« Pourquoi « lambda »
et quelle est ton expérience concrète dans la construction de la
lambdacratie » ? C'est ce que me demande Alberto Cottica,
membre influent et contributeur actif du réseau Edgeryders,
thinktank d'experts de la transition à l'échelle globale, à propos
du concept de « lambdacratie ». Pour rappel, il s'agit
d'un principe d'action directe à base d'engagement individuel,
proposé par moi-même dans un article successivement publié sur mon blog (« Simple
citoyen, single citizen: la lambdacratie ou la compétence civique du
Citoyen Lambda »,10 avril 2011), sur le site participatif
Le Plus du Nouvel Observateur (30 mai 2011, avec moins de succès cependant
que d'autres papiers diffusés sur leur excellent blog). Et,
dernièrement, dans les « mission reports» en langue française
du collectif Edgeryders que je viens de rejoindre...
Voici, en deux temps, le
développement de la réflexion complémentaire que ces questions ont
suscitée chez moi. Accrochez-vous, Alberto et les autres...

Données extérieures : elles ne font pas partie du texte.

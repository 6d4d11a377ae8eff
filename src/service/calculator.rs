// Copyright (c) 2025 Steve Wagner (ciroque@live.com)
// SPDX-License-Identifier: MIT

use std::sync::Arc;

use tracing::Instrument;
use uuid::Uuid;

use super::record::{CalculationRequest, ExampleRecord};
use crate::config::Config;
use crate::engine::{verify_plan, Expression, TaskPlan};
use crate::errors::{PlanningError, ServiceError, MALFORMED_EXPRESSION};
use crate::observability::messages::service::{
    CalculationReceived, DispatchCompleted, DispatchFailed, ExampleRejected, ResultRecorded,
    TaskDispatched,
};
use crate::observability::messages::validation::PlanVerificationFailed;
use crate::observability::messages::StructuredLog;
use crate::traits::{ExampleRepository, TaskQueue, VariableGenerator};

/// Front door of the calculator: plans expressions, stores them and hands their
/// tasks to workers.
///
/// The planning itself is pure; this type only adds identifiers, persistence and
/// dispatch around it. Clone it freely, the collaborators are shared.
#[derive(Clone)]
pub struct CalculatorService {
    repository: Arc<dyn ExampleRepository>,
    queue: Arc<dyn TaskQueue>,
    variables: Arc<dyn VariableGenerator>,
    verify_plans: bool,
}

impl CalculatorService {
    pub fn new(
        repository: Arc<dyn ExampleRepository>,
        queue: Arc<dyn TaskQueue>,
        variables: Arc<dyn VariableGenerator>,
    ) -> Self {
        Self {
            repository,
            queue,
            variables,
            verify_plans: true,
        }
    }

    /// Wire the service with the variable strategy and planner flags from `config`.
    pub fn from_config(
        config: &Config,
        repository: Arc<dyn ExampleRepository>,
        queue: Arc<dyn TaskQueue>,
    ) -> Self {
        Self::new(repository, queue, config.variables.build_generator())
            .with_plan_verification(config.planner.verify_plans)
    }

    /// Toggle re-checking every plan before it is stored.
    pub fn with_plan_verification(mut self, enabled: bool) -> Self {
        self.verify_plans = enabled;
        self
    }

    /// Plan `request.expression`, store the outcome and dispatch its tasks.
    ///
    /// A malformed expression is not an error: the returned record carries the
    /// error text and nothing is queued. Internal planning defects and
    /// collaborator failures are returned as [`ServiceError`]s.
    ///
    /// Tasks are sent in `index` order, after the record is saved. If a send
    /// fails the remaining tasks are not sent.
    pub async fn calculate(
        &self,
        request: CalculationRequest,
    ) -> Result<ExampleRecord, ServiceError> {
        let example_id = Uuid::new_v4().to_string();
        let received = CalculationReceived {
            example_id: &example_id,
            user_id: request.user_id.as_deref(),
            expression: &request.expression,
            variables: self.variables.name(),
        };
        let span = received.span("calculate");
        received.log();

        self.plan_and_dispatch(example_id.clone(), request)
            .instrument(span)
            .await
    }

    async fn plan_and_dispatch(
        &self,
        example_id: String,
        request: CalculationRequest,
    ) -> Result<ExampleRecord, ServiceError> {
        let mut expression = Expression::new(request.expression);
        let plan = match expression.plan(self.variables.as_ref(), &example_id) {
            Ok(plan) => plan,
            Err(PlanningError::Malformed(error)) => {
                ExampleRejected {
                    example_id: &example_id,
                    expression: expression.infix(),
                    error: MALFORMED_EXPRESSION,
                }
                .log();
                let record = ExampleRecord::rejected(
                    example_id,
                    expression.infix(),
                    request.user_id,
                    error.to_string(),
                );
                self.repository.save_example(&record).await?;
                return Ok(record);
            }
            Err(PlanningError::Internal(error)) => return Err(error.into()),
        };

        if self.verify_plans {
            self.verify(&plan)?;
        }

        let record = ExampleRecord::planned(&expression, request.user_id, plan);
        self.repository.save_example(&record).await?;
        self.dispatch(&record).await?;
        Ok(record)
    }

    fn verify(&self, plan: &TaskPlan) -> Result<(), ServiceError> {
        verify_plan(plan).map_err(|violations| {
            PlanVerificationFailed {
                example_id: plan.example_id(),
                violation_count: violations.len(),
            }
            .log();
            ServiceError::Verification(violations)
        })
    }

    async fn dispatch(&self, record: &ExampleRecord) -> Result<(), ServiceError> {
        for task in &record.tasks {
            if let Err(error) = self.queue.send_task(task).await {
                DispatchFailed {
                    example_id: &record.id,
                    index: task.index,
                    queue: self.queue.name(),
                    error: &error,
                }
                .log();
                return Err(error.into());
            }
            TaskDispatched {
                example_id: &record.id,
                index: task.index,
                variable: task.variable.as_str(),
                is_final: task.is_final,
            }
            .log();
        }

        DispatchCompleted {
            example_id: &record.id,
            task_count: record.tasks.len(),
        }
        .log();
        Ok(())
    }

    /// Fetch a stored example.
    pub async fn get_example(&self, example_id: &str) -> Result<ExampleRecord, ServiceError> {
        Ok(self.repository.get_example(example_id).await?)
    }

    /// The resolved value of an example, `None` while workers are still running.
    pub async fn get_result(&self, example_id: &str) -> Result<Option<f64>, ServiceError> {
        Ok(self.repository.get_result(example_id).await?)
    }

    /// Every example a user submitted, oldest first.
    pub async fn examples_by_user(&self, user_id: &str) -> Result<Vec<ExampleRecord>, ServiceError> {
        Ok(self.repository.examples_by_user(user_id).await?)
    }

    /// Store the value workers computed for the final variable of an example.
    pub async fn record_result(&self, example_id: &str, value: f64) -> Result<(), ServiceError> {
        self.repository.set_result(example_id, value).await?;
        ResultRecorded { example_id, value }.log();
        Ok(())
    }
}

Parce que, en français en tout cas, "le citoyen lambda" est une expression consacrée par l'usage moderne, médiatique notamment, pour désigner un individu quelconque, moyen, standard (en anglais on pourrait dire 'average' ou encore 'ordinary' people). Un bon dictionnaire comme Hachette propose d'ailleurs comme exemple usité bien significatif: Le citoyen lambda n'est pas touché par cette mesure. En termes de moyenne, on notera que la lettre lambda se situe au milieu de l'alphabet grec, qui en compte 24.
Maintenant, pourquoi ne parle-t-on pas plutôt usuellement du citoyen bêta (qui veut aussi dire bête, stupide, en langage familier), kappa, sigma ou epsilon, autres lettres symboliques (mais toutes le sont dans l'alphabet grec... de l'alpha à l'omega, à mi-chemin desquels se situe lambda)?

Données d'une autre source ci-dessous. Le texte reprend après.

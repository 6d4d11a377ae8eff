// Copyright (c) 2025 Steve Wagner (ciroque@live.com)
// SPDX-License-Identifier: MIT

use std::collections::HashMap;

use super::token::VariableId;

/// Newtype wrapper for the producer -> consumers relation between tasks.
///
/// Keys are the variables tasks publish; values are the variables of the tasks
/// that read them. Every task of a plan has a key, possibly with no dependents.
#[derive(Debug, Clone, Default, PartialEq, Eq)]
pub struct DependencyGraph(pub HashMap<VariableId, Vec<VariableId>>);

impl DependencyGraph {
    /// Create a new empty dependency graph
    pub fn new() -> Self {
        Self(HashMap::new())
    }

    /// Register a task with no dependents yet
    pub fn add_task(&mut self, variable: VariableId) {
        self.0.entry(variable).or_default();
    }

    /// Record that `consumer` reads the result of `producer`
    pub fn add_dependent(&mut self, producer: VariableId, consumer: VariableId) {
        self.0.entry(producer).or_default().push(consumer);
    }

    /// Get dependents for a task
    pub fn get_dependents(&self, variable: &VariableId) -> Option<&Vec<VariableId>> {
        self.0.get(variable)
    }
}

#[cfg(test)]
mod tests {
    use super::*;

    fn id(text: &str) -> VariableId {
        VariableId::new(text)
    }

    #[test]
    fn test_dependents_are_recorded_per_producer() {
        let mut graph = DependencyGraph::new();
        graph.add_task(id("v1"));
        graph.add_task(id("v2"));
        graph.add_task(id("v3"));
        graph.add_dependent(id("v1"), id("v3"));
        graph.add_dependent(id("v2"), id("v3"));

        assert_eq!(graph.get_dependents(&id("v1")), Some(&vec![id("v3")]));
        assert_eq!(graph.get_dependents(&id("v3")), Some(&vec![]));
        assert_eq!(graph.get_dependents(&id("v9")), None);
    }
}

Probablement parce que, morphologiquement, le caractère lambda est, debout sur ses deux jambes, le plus anthropomorphe de tous - alors que l'alpha, lui, comme son équivalent hébreu aleph, se présente comme une tête d'animal, un boeuf cornu). Lambda convient donc bien à la représentation lexicale d'un homme, individu...quelconque.

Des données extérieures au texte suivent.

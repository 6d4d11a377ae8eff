// Copyright (c) 2025 Steve Wagner (ciroque@live.com)
// SPDX-License-Identifier: MIT

//! Operator symbols, their precedence and associativity.
//!
//! The converter is a table lookup plus a stack discipline; everything it needs
//! to know about a symbol lives in [`OPERATOR_TABLE`].
//!
//! | Symbol | Meaning        | Precedence | Associativity |
//! |--------|----------------|-----------:|---------------|
//! | `+ -`  | add, subtract  | 1          | left          |
//! | `* /`  | multiply, divide | 2        | left          |
//! | `^`    | power          | 3          | right         |
//! | `~`    | unary minus    | 4          | right         |
//! | `(`    | group barrier  | 6          | left          |

use serde::{Deserialize, Serialize};
use std::fmt;

pub const OPEN_PAREN: char = '(';
pub const CLOSE_PAREN: char = ')';
pub const UNARY_MINUS: char = '~';
pub const DECIMAL_POINT: char = '.';
/// Symbols of the binary operators, in no particular order.
pub const BINARY_OPERATORS: &str = "+-*/^";

#[derive(Debug, Clone, Copy, PartialEq, Eq)]
pub enum Associativity {
    Left,
    Right,
}

/// Precedence level and associativity of one symbol.
#[derive(Debug, Clone, Copy, PartialEq, Eq)]
pub struct OperatorInfo {
    pub precedence: u8,
    pub associativity: Associativity,
}

impl OperatorInfo {
    const fn left(precedence: u8) -> Self {
        Self {
            precedence,
            associativity: Associativity::Left,
        }
    }

    const fn right(precedence: u8) -> Self {
        Self {
            precedence,
            associativity: Associativity::Right,
        }
    }

    /// Whether a stacked operator with `self` must be emitted before pushing `incoming`.
    pub fn yields_to(self, incoming: OperatorInfo) -> bool {
        self.precedence > incoming.precedence
            || (self.precedence == incoming.precedence
                && incoming.associativity == Associativity::Left)
    }
}

/// Every symbol the converter may stack, with its precedence and associativity.
///
/// `~` is a prefix operator, so it must not emit a `~` already on the stack:
/// `~~5` is `5 ~ ~`, never `~ 5 ~`. Right associativity gives exactly that.
/// `(` carries the highest level so it is never emitted by a precedence
/// comparison; only a matching `)` removes it.
pub const OPERATOR_TABLE: [(char, OperatorInfo); 7] = [
    ('+', OperatorInfo::left(1)),
    ('-', OperatorInfo::left(1)),
    ('*', OperatorInfo::left(2)),
    ('/', OperatorInfo::left(2)),
    ('^', OperatorInfo::right(3)),
    (UNARY_MINUS, OperatorInfo::right(4)),
    (OPEN_PAREN, OperatorInfo::left(6)),
];

/// Look up a symbol in [`OPERATOR_TABLE`].
pub fn operator_info(symbol: char) -> Option<OperatorInfo> {
    OPERATOR_TABLE
        .iter()
        .find(|(candidate, _)| *candidate == symbol)
        .map(|(_, info)| *info)
}

/// An operator as it appears in the postfix sequence.
#[derive(Debug, Clone, Copy, PartialEq, Eq, Hash)]
pub enum Operator {
    Add,
    Subtract,
    Multiply,
    Divide,
    Power,
    Negate,
}

impl Operator {
    pub fn from_symbol(symbol: char) -> Option<Self> {
        match symbol {
            '+' => Some(Operator::Add),
            '-' => Some(Operator::Subtract),
            '*' => Some(Operator::Multiply),
            '/' => Some(Operator::Divide),
            '^' => Some(Operator::Power),
            UNARY_MINUS => Some(Operator::Negate),
            _ => None,
        }
    }

    pub fn symbol(self) -> char {
        match self {
            Operator::Add => '+',
            Operator::Subtract => '-',
            Operator::Multiply => '*',
            Operator::Divide => '/',
            Operator::Power => '^',
            Operator::Negate => UNARY_MINUS,
        }
    }

    pub fn info(self) -> OperatorInfo {
        // Every variant has a row in the table.
        operator_info(self.symbol()).unwrap_or(OperatorInfo::left(0))
    }

    /// Number of operands the operator consumes.
    pub fn arity(self) -> usize {
        match self {
            Operator::Negate => 1,
            _ => 2,
        }
    }

    /// The arithmetic a task performs for this operator.
    ///
    /// Unary minus is lowered to subtraction from zero.
    pub fn sign(self) -> Sign {
        match self {
            Operator::Add => Sign::Add,
            Operator::Subtract | Operator::Negate => Sign::Subtract,
            Operator::Multiply => Sign::Multiply,
            Operator::Divide => Sign::Divide,
            Operator::Power => Sign::Power,
        }
    }
}

impl fmt::Display for Operator {
    fn fmt(&self, f: &mut fmt::Formatter<'_>) -> fmt::Result {
        write!(f, "{}", self.symbol())
    }
}

/// The binary operation a task performs.
#[derive(Debug, Clone, Copy, PartialEq, Eq, Hash, Serialize, Deserialize)]
pub enum Sign {
    #[serde(rename = "+")]
    Add,
    #[serde(rename = "-")]
    Subtract,
    #[serde(rename = "*")]
    Multiply,
    #[serde(rename = "/")]
    Divide,
    #[serde(rename = "^")]
    Power,
}

impl Sign {
    pub fn symbol(self) -> char {
        match self {
            Sign::Add => '+',
            Sign::Subtract => '-',
            Sign::Multiply => '*',
            Sign::Divide => '/',
            Sign::Power => '^',
        }
    }
}

impl fmt::Display for Sign {
    fn fmt(&self, f: &mut fmt::Formatter<'_>) -> fmt::Result {
        write!(f, "{}", self.symbol())
    }
}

Il est possible aussi que la notion lambda soit, dans son usage récent (XXe siècle) dérivée des sciences, que ce soit la science physique, où la minuscule λ désigne notamment la longueur d'onde - et ne dit-on pas de plusieurs individus qu'ils sont, ou non, sur la même longueur d'onde ? - ou plus vraisemblablement la science mathématique statistique appliquée aux statistiques humaines. Avec un facteur λ lié aux variables fonctionnelles, ou encore aux calculs de probabilités relatives au taux de défaillance en fiabilité de certains paramètres (des hommes comme des machines). C'est une explication mais, n'étant pas mathématicien, je ne m'avancerai pas plus de ce côté…
Quant à mon expérience dans la construction concrète de la "lambdacratie",demandes-tu, ... on pourrait dire que la publication même de cet article est une pierre à l'édifice, comme d'autres textes du même ordre, en français, ayant trait à la démocratie directe et beaucoup plus lus, textes que tu pourras notamment trouver sur mon blog ou sur celui du Nouvel Observateur (par exemple à propos des sociétés de la peur ou de la constitution de 'cyberparlements').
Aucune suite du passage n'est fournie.